What you should do: Look through the data below. Show each line where the string "PutRequest" occurs.

(Saved data entries)
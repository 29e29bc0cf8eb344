//! Output types for the operations the client layer issues.
//!
//! Unknown response fields (consumed-capacity details, collection metrics)
//! are ignored on deserialization; this client never reads them.

use std::collections::HashMap;

use serde::{Deserialize, Serialize};

use crate::types::{Item, Key, KeysAndAttributes, WriteRequest};

/// Output of the `GetItem` operation.
#[derive(Debug, Clone, Default, Serialize, Deserialize)]
#[serde(rename_all = "PascalCase")]
pub struct GetItemOutput {
    /// The retrieved item, absent when no item matched the key.
    #[serde(skip_serializing_if = "Option::is_none")]
    pub item: Option<Item>,
}

/// Output of the `PutItem` operation.
#[derive(Debug, Clone, Default, Serialize, Deserialize)]
#[serde(rename_all = "PascalCase")]
pub struct PutItemOutput {
    /// Prior attribute values, present only when return-values was requested.
    #[serde(default, skip_serializing_if = "HashMap::is_empty")]
    pub attributes: Item,
}

/// Output of the `UpdateItem` operation.
#[derive(Debug, Clone, Default, Serialize, Deserialize)]
#[serde(rename_all = "PascalCase")]
pub struct UpdateItemOutput {
    /// Attribute values before or after the update, per return-values setting.
    #[serde(default, skip_serializing_if = "HashMap::is_empty")]
    pub attributes: Item,
}

/// Output of the `DeleteItem` operation.
#[derive(Debug, Clone, Default, Serialize, Deserialize)]
#[serde(rename_all = "PascalCase")]
pub struct DeleteItemOutput {
    /// Prior attribute values, present only when return-values was requested.
    #[serde(default, skip_serializing_if = "HashMap::is_empty")]
    pub attributes: Item,
}

/// Output of the `Query` operation.
#[derive(Debug, Clone, Default, Serialize, Deserialize)]
#[serde(rename_all = "PascalCase")]
pub struct QueryOutput {
    /// The matching items, in index order for the requested direction.
    #[serde(default, skip_serializing_if = "Vec::is_empty")]
    pub items: Vec<Item>,

    /// The number of items in this response.
    #[serde(default)]
    pub count: u32,

    /// The number of items evaluated before the filter expression applied.
    #[serde(default)]
    pub scanned_count: u32,

    /// Where the scan stopped; resume by passing this as the next call's
    /// `ExclusiveStartKey`. Absent when the scan is exhausted.
    #[serde(default, skip_serializing_if = "HashMap::is_empty")]
    pub last_evaluated_key: Key,
}

impl QueryOutput {
    /// The continuation key, `None` when the scan is exhausted.
    #[must_use]
    pub fn continuation_key(&self) -> Option<&Key> {
        if self.last_evaluated_key.is_empty() {
            None
        } else {
            Some(&self.last_evaluated_key)
        }
    }
}

/// Output of the `BatchGetItem` operation.
#[derive(Debug, Clone, Default, Serialize, Deserialize)]
#[serde(rename_all = "PascalCase")]
pub struct BatchGetItemOutput {
    /// Table name to the items fetched from it.
    #[serde(default)]
    pub responses: HashMap<String, Vec<Item>>,

    /// Keys the service did not process this call; reissue them.
    #[serde(default)]
    pub unprocessed_keys: HashMap<String, KeysAndAttributes>,
}

/// Output of the `BatchWriteItem` operation.
#[derive(Debug, Clone, Default, Serialize, Deserialize)]
#[serde(rename_all = "PascalCase")]
pub struct BatchWriteItemOutput {
    /// Write requests the service did not process this call.
    #[serde(default)]
    pub unprocessed_items: HashMap<String, Vec<WriteRequest>>,
}

/// Output of the `TransactWriteItems` operation. Carries nothing the client
/// reads; success is the signal.
#[derive(Debug, Clone, Default, Serialize, Deserialize)]
#[serde(rename_all = "PascalCase")]
pub struct TransactWriteItemsOutput {}
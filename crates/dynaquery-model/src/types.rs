//! Shared request building blocks and service limits.
//!
//! Everything follows the JSON wire format: `PascalCase` field names, `None`
//! and empty collections omitted.

use std::collections::HashMap;

use serde::{Deserialize, Serialize};

use crate::attribute_value::AttributeValue;

/// An item: a map of attribute names to values.
pub type Item = HashMap<String, AttributeValue>;

/// A primary key: partition key attribute plus optional sort key attribute.
pub type Key = HashMap<String, AttributeValue>;

/// Expression attribute names mapping (`#name` placeholders to attribute names).
pub type ExpressionAttributeNames = HashMap<String, String>;

/// Expression attribute values mapping (`:value` placeholders to values).
pub type ExpressionAttributeValues = HashMap<String, AttributeValue>;

/// Maximum number of keys in a single `BatchGetItem` request.
pub const MAX_BATCH_GET_ITEMS: usize = 100;

/// Maximum number of write requests in a single `BatchWriteItem` request.
pub const MAX_BATCH_WRITE_ITEMS: usize = 25;

/// Maximum number of records in a single `TransactWriteItems` request.
pub const MAX_TRANSACT_WRITE_ITEMS: usize = 100;

// ---------------------------------------------------------------------------
// Batch operations
// ---------------------------------------------------------------------------

/// The keys and optional projection to fetch from one table in `BatchGetItem`.
#[derive(Debug, Clone, Default, Serialize, Deserialize)]
#[serde(rename_all = "PascalCase")]
pub struct KeysAndAttributes {
    /// The primary keys of the items to retrieve.
    pub keys: Vec<Key>,
    /// The attributes to retrieve. All attributes when absent.
    #[serde(skip_serializing_if = "Option::is_none")]
    pub projection_expression: Option<String>,
}

/// A single put-or-delete request within `BatchWriteItem`.
///
/// Exactly one of the two fields is present.
#[derive(Debug, Clone, Default, Serialize, Deserialize)]
#[serde(rename_all = "PascalCase")]
pub struct WriteRequest {
    /// A request to put an item.
    #[serde(skip_serializing_if = "Option::is_none")]
    pub put_request: Option<PutRequest>,
    /// A request to delete an item.
    #[serde(skip_serializing_if = "Option::is_none")]
    pub delete_request: Option<DeleteRequest>,
}

impl WriteRequest {
    /// A write request that puts `item`.
    #[must_use]
    pub fn put(item: Item) -> Self {
        Self {
            put_request: Some(PutRequest { item }),
            delete_request: None,
        }
    }

    /// A write request that deletes the item with primary key `key`.
    #[must_use]
    pub fn delete(key: Key) -> Self {
        Self {
            put_request: None,
            delete_request: Some(DeleteRequest { key }),
        }
    }
}

/// The put half of a [`WriteRequest`].
#[derive(Debug, Clone, Serialize, Deserialize)]
#[serde(rename_all = "PascalCase")]
pub struct PutRequest {
    /// The item attributes to put.
    pub item: Item,
}

/// The delete half of a [`WriteRequest`].
#[derive(Debug, Clone, Serialize, Deserialize)]
#[serde(rename_all = "PascalCase")]
pub struct DeleteRequest {
    /// The primary key of the item to delete.
    pub key: Key,
}

// ---------------------------------------------------------------------------
// Transactional writes
// ---------------------------------------------------------------------------

/// One record in a `TransactWriteItems` request.
///
/// Exactly one of the four fields is present.
#[derive(Debug, Clone, Default, Serialize, Deserialize)]
#[serde(rename_all = "PascalCase")]
pub struct TransactWriteItem {
    /// Put an item, optionally guarded by a condition.
    #[serde(skip_serializing_if = "Option::is_none")]
    pub put: Option<TransactPut>,
    /// Delete an item, optionally guarded by a condition.
    #[serde(skip_serializing_if = "Option::is_none")]
    pub delete: Option<TransactDelete>,
    /// Update an item, optionally guarded by a condition.
    #[serde(skip_serializing_if = "Option::is_none")]
    pub update: Option<TransactUpdate>,
    /// Assert a condition on an item without writing it.
    #[serde(skip_serializing_if = "Option::is_none")]
    pub condition_check: Option<TransactConditionCheck>,
}

/// Put record inside a transaction.
#[derive(Debug, Clone, Default, Serialize, Deserialize)]
#[serde(rename_all = "PascalCase")]
pub struct TransactPut {
    /// The table to write to.
    pub table_name: String,
    /// The item attributes to put.
    pub item: Item,
    /// A condition that must hold for the put to succeed.
    #[serde(skip_serializing_if = "Option::is_none")]
    pub condition_expression: Option<String>,
    /// Substitution tokens for attribute names in the condition.
    #[serde(default, skip_serializing_if = "HashMap::is_empty")]
    pub expression_attribute_names: ExpressionAttributeNames,
    /// Substitution tokens for attribute values in the condition.
    #[serde(default, skip_serializing_if = "HashMap::is_empty")]
    pub expression_attribute_values: ExpressionAttributeValues,
}

/// Delete record inside a transaction.
#[derive(Debug, Clone, Default, Serialize, Deserialize)]
#[serde(rename_all = "PascalCase")]
pub struct TransactDelete {
    /// The table to delete from.
    pub table_name: String,
    /// The primary key of the item to delete.
    pub key: Key,
    /// A condition that must hold for the delete to succeed.
    #[serde(skip_serializing_if = "Option::is_none")]
    pub condition_expression: Option<String>,
    /// Substitution tokens for attribute names in the condition.
    #[serde(default, skip_serializing_if = "HashMap::is_empty")]
    pub expression_attribute_names: ExpressionAttributeNames,
    /// Substitution tokens for attribute values in the condition.
    #[serde(default, skip_serializing_if = "HashMap::is_empty")]
    pub expression_attribute_values: ExpressionAttributeValues,
}

/// Update record inside a transaction.
#[derive(Debug, Clone, Default, Serialize, Deserialize)]
#[serde(rename_all = "PascalCase")]
pub struct TransactUpdate {
    /// The table containing the item.
    pub table_name: String,
    /// The primary key of the item to update.
    pub key: Key,
    /// The attributes to update, e.g. `SET #key_a = :val_a`.
    pub update_expression: String,
    /// A condition that must hold for the update to succeed.
    #[serde(skip_serializing_if = "Option::is_none")]
    pub condition_expression: Option<String>,
    /// Substitution tokens for attribute names in the expressions.
    #[serde(default, skip_serializing_if = "HashMap::is_empty")]
    pub expression_attribute_names: ExpressionAttributeNames,
    /// Substitution tokens for attribute values in the expressions.
    #[serde(default, skip_serializing_if = "HashMap::is_empty")]
    pub expression_attribute_values: ExpressionAttributeValues,
}

/// Condition-check record inside a transaction.
#[derive(Debug, Clone, Default, Serialize, Deserialize)]
#[serde(rename_all = "PascalCase")]
pub struct TransactConditionCheck {
    /// The table containing the item.
    pub table_name: String,
    /// The primary key of the item to check.
    pub key: Key,
    /// The condition that must hold for the transaction to proceed.
    pub condition_expression: String,
    /// Substitution tokens for attribute names in the condition.
    #[serde(default, skip_serializing_if = "HashMap::is_empty")]
    pub expression_attribute_names: ExpressionAttributeNames,
    /// Substitution tokens for attribute values in the condition.
    #[serde(default, skip_serializing_if = "HashMap::is_empty")]
    pub expression_attribute_values: ExpressionAttributeValues,
}

#[cfg(test)]
mod tests {
    use super::*;

    #[test]
    fn test_should_serialize_put_write_request() {
        let mut item = Item::new();
        item.insert("pk".to_owned(), AttributeValue::from("a"));
        let req = WriteRequest::put(item);
        let json = serde_json::to_string(&req).unwrap();
        assert_eq!(json, r#"{"PutRequest":{"Item":{"pk":{"S":"a"}}}}"#);
    }

    #[test]
    fn test_should_serialize_delete_write_request() {
        let mut key = Key::new();
        key.insert("pk".to_owned(), AttributeValue::from("a"));
        let req = WriteRequest::delete(key);
        let json = serde_json::to_string(&req).unwrap();
        assert_eq!(json, r#"{"DeleteRequest":{"Key":{"pk":{"S":"a"}}}}"#);
    }

    #[test]
    fn test_should_omit_absent_transact_fields() {
        let record = TransactWriteItem {
            put: Some(TransactPut {
                table_name: "orders".to_owned(),
                item: Item::new(),
                ..TransactPut::default()
            }),
            ..TransactWriteItem::default()
        };
        let json = serde_json::to_string(&record).unwrap();
        assert_eq!(json, r#"{"Put":{"TableName":"orders","Item":{}}}"#);
    }
}
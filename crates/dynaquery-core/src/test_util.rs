//! Test support: a scripted [`TableClient`] plus item fixtures.

use async_trait::async_trait;
use parking_lot::Mutex;

use dynaquery_model::input::{
    BatchGetItemInput, BatchWriteItemInput, DeleteItemInput, GetItemInput, PutItemInput,
    QueryInput, TransactWriteItemsInput, UpdateItemInput,
};
use dynaquery_model::output::{
    BatchGetItemOutput, BatchWriteItemOutput, DeleteItemOutput, GetItemOutput, PutItemOutput,
    QueryOutput, TransactWriteItemsOutput, UpdateItemOutput,
};
use dynaquery_model::{AttributeValue, Item, Key};

use crate::client::{ServiceResult, TableClient};

type Handler<I, O> = Box<dyn Fn(I) -> ServiceResult<O> + Send + Sync>;

/// Builds an item of string attributes from `(name, value)` pairs.
pub(crate) fn item(pairs: &[(&str, &str)]) -> Item {
    pairs
        .iter()
        .map(|(k, v)| ((*k).to_owned(), AttributeValue::from(*v)))
        .collect()
}

/// Builds a key map of string attributes from `(name, value)` pairs.
pub(crate) fn key_of(pairs: &[(&str, &str)]) -> Key {
    item(pairs)
}

/// A [`TableClient`] whose operations run caller-supplied handlers.
///
/// Every call is recorded before the handler runs; an operation without a
/// handler answers with its default (empty) output.
#[derive(Default)]
pub(crate) struct MockClient {
    on_get_item: Option<Handler<GetItemInput, GetItemOutput>>,
    on_put_item: Option<Handler<PutItemInput, PutItemOutput>>,
    on_update_item: Option<Handler<UpdateItemInput, UpdateItemOutput>>,
    on_delete_item: Option<Handler<DeleteItemInput, DeleteItemOutput>>,
    on_query: Option<Handler<QueryInput, QueryOutput>>,
    on_batch_get: Option<Handler<BatchGetItemInput, BatchGetItemOutput>>,
    on_batch_write: Option<Handler<BatchWriteItemInput, BatchWriteItemOutput>>,
    on_transact: Option<Handler<TransactWriteItemsInput, TransactWriteItemsOutput>>,

    get_item_calls: Mutex<Vec<GetItemInput>>,
    put_item_calls: Mutex<Vec<PutItemInput>>,
    update_item_calls: Mutex<Vec<UpdateItemInput>>,
    delete_item_calls: Mutex<Vec<DeleteItemInput>>,
    query_calls: Mutex<Vec<QueryInput>>,
    batch_get_calls: Mutex<Vec<BatchGetItemInput>>,
    batch_write_calls: Mutex<Vec<BatchWriteItemInput>>,
    transact_calls: Mutex<Vec<TransactWriteItemsInput>>,
}

impl std::fmt::Debug for MockClient {
    fn fmt(&self, f: &mut std::fmt::Formatter<'_>) -> std::fmt::Result {
        f.debug_struct("MockClient").finish_non_exhaustive()
    }
}

impl MockClient {
    pub fn new() -> Self {
        Self::default()
    }

    pub fn on_get_item(
        mut self,
        f: impl Fn(GetItemInput) -> ServiceResult<GetItemOutput> + Send + Sync + 'static,
    ) -> Self {
        self.on_get_item = Some(Box::new(f));
        self
    }

    pub fn on_put_item(
        mut self,
        f: impl Fn(PutItemInput) -> ServiceResult<PutItemOutput> + Send + Sync + 'static,
    ) -> Self {
        self.on_put_item = Some(Box::new(f));
        self
    }

    pub fn on_update_item(
        mut self,
        f: impl Fn(UpdateItemInput) -> ServiceResult<UpdateItemOutput> + Send + Sync + 'static,
    ) -> Self {
        self.on_update_item = Some(Box::new(f));
        self
    }

    pub fn on_query(
        mut self,
        f: impl Fn(QueryInput) -> ServiceResult<QueryOutput> + Send + Sync + 'static,
    ) -> Self {
        self.on_query = Some(Box::new(f));
        self
    }

    pub fn on_batch_get(
        mut self,
        f: impl Fn(BatchGetItemInput) -> ServiceResult<BatchGetItemOutput> + Send + Sync + 'static,
    ) -> Self {
        self.on_batch_get = Some(Box::new(f));
        self
    }

    pub fn on_batch_write(
        mut self,
        f: impl Fn(BatchWriteItemInput) -> ServiceResult<BatchWriteItemOutput>
        + Send
        + Sync
        + 'static,
    ) -> Self {
        self.on_batch_write = Some(Box::new(f));
        self
    }

    pub fn on_transact(
        mut self,
        f: impl Fn(TransactWriteItemsInput) -> ServiceResult<TransactWriteItemsOutput>
        + Send
        + Sync
        + 'static,
    ) -> Self {
        self.on_transact = Some(Box::new(f));
        self
    }

    pub fn get_item_calls(&self) -> Vec<GetItemInput> {
        self.get_item_calls.lock().clone()
    }

    pub fn put_item_calls(&self) -> Vec<PutItemInput> {
        self.put_item_calls.lock().clone()
    }

    pub fn update_item_calls(&self) -> Vec<UpdateItemInput> {
        self.update_item_calls.lock().clone()
    }

    pub fn delete_item_calls(&self) -> Vec<DeleteItemInput> {
        self.delete_item_calls.lock().clone()
    }

    pub fn query_calls(&self) -> Vec<QueryInput> {
        self.query_calls.lock().clone()
    }

    pub fn batch_get_calls(&self) -> Vec<BatchGetItemInput> {
        self.batch_get_calls.lock().clone()
    }

    pub fn batch_write_calls(&self) -> Vec<BatchWriteItemInput> {
        self.batch_write_calls.lock().clone()
    }

    pub fn transact_calls(&self) -> Vec<TransactWriteItemsInput> {
        self.transact_calls.lock().clone()
    }
}

#[async_trait]
impl TableClient for MockClient {
    async fn get_item(&self, input: GetItemInput) -> ServiceResult<GetItemOutput> {
        self.get_item_calls.lock().push(input.clone());
        self.on_get_item.as_ref().map_or_else(
            || Ok(GetItemOutput::default()),
            |handler| handler(input),
        )
    }

    async fn put_item(&self, input: PutItemInput) -> ServiceResult<PutItemOutput> {
        self.put_item_calls.lock().push(input.clone());
        self.on_put_item.as_ref().map_or_else(
            || Ok(PutItemOutput::default()),
            |handler| handler(input),
        )
    }

    async fn update_item(&self, input: UpdateItemInput) -> ServiceResult<UpdateItemOutput> {
        self.update_item_calls.lock().push(input.clone());
        self.on_update_item.as_ref().map_or_else(
            || Ok(UpdateItemOutput::default()),
            |handler| handler(input),
        )
    }

    async fn delete_item(&self, input: DeleteItemInput) -> ServiceResult<DeleteItemOutput> {
        self.delete_item_calls.lock().push(input.clone());
        self.on_delete_item.as_ref().map_or_else(
            || Ok(DeleteItemOutput::default()),
            |handler| handler(input),
        )
    }

    async fn query(&self, input: QueryInput) -> ServiceResult<QueryOutput> {
        self.query_calls.lock().push(input.clone());
        self.on_query.as_ref().map_or_else(
            || Ok(QueryOutput::default()),
            |handler| handler(input),
        )
    }

    async fn batch_get_item(&self, input: BatchGetItemInput) -> ServiceResult<BatchGetItemOutput> {
        self.batch_get_calls.lock().push(input.clone());
        self.on_batch_get.as_ref().map_or_else(
            || Ok(BatchGetItemOutput::default()),
            |handler| handler(input),
        )
    }

    async fn batch_write_item(
        &self,
        input: BatchWriteItemInput,
    ) -> ServiceResult<BatchWriteItemOutput> {
        self.batch_write_calls.lock().push(input.clone());
        self.on_batch_write.as_ref().map_or_else(
            || Ok(BatchWriteItemOutput::default()),
            |handler| handler(input),
        )
    }

    async fn transact_write_items(
        &self,
        input: TransactWriteItemsInput,
    ) -> ServiceResult<TransactWriteItemsOutput> {
        self.transact_calls.lock().push(input.clone());
        self.on_transact.as_ref().map_or_else(
            || Ok(TransactWriteItemsOutput::default()),
            |handler| handler(input),
        )
    }
}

Problem solution:
    pub put_request: Option<PutRequest>,
            put_request: Some(PutRequest { item }),
pub struct PutRequest {
        assert_eq!(json, r#"{"PutRequest":{"Item":{"pk":{"S":"a"}}}}"#);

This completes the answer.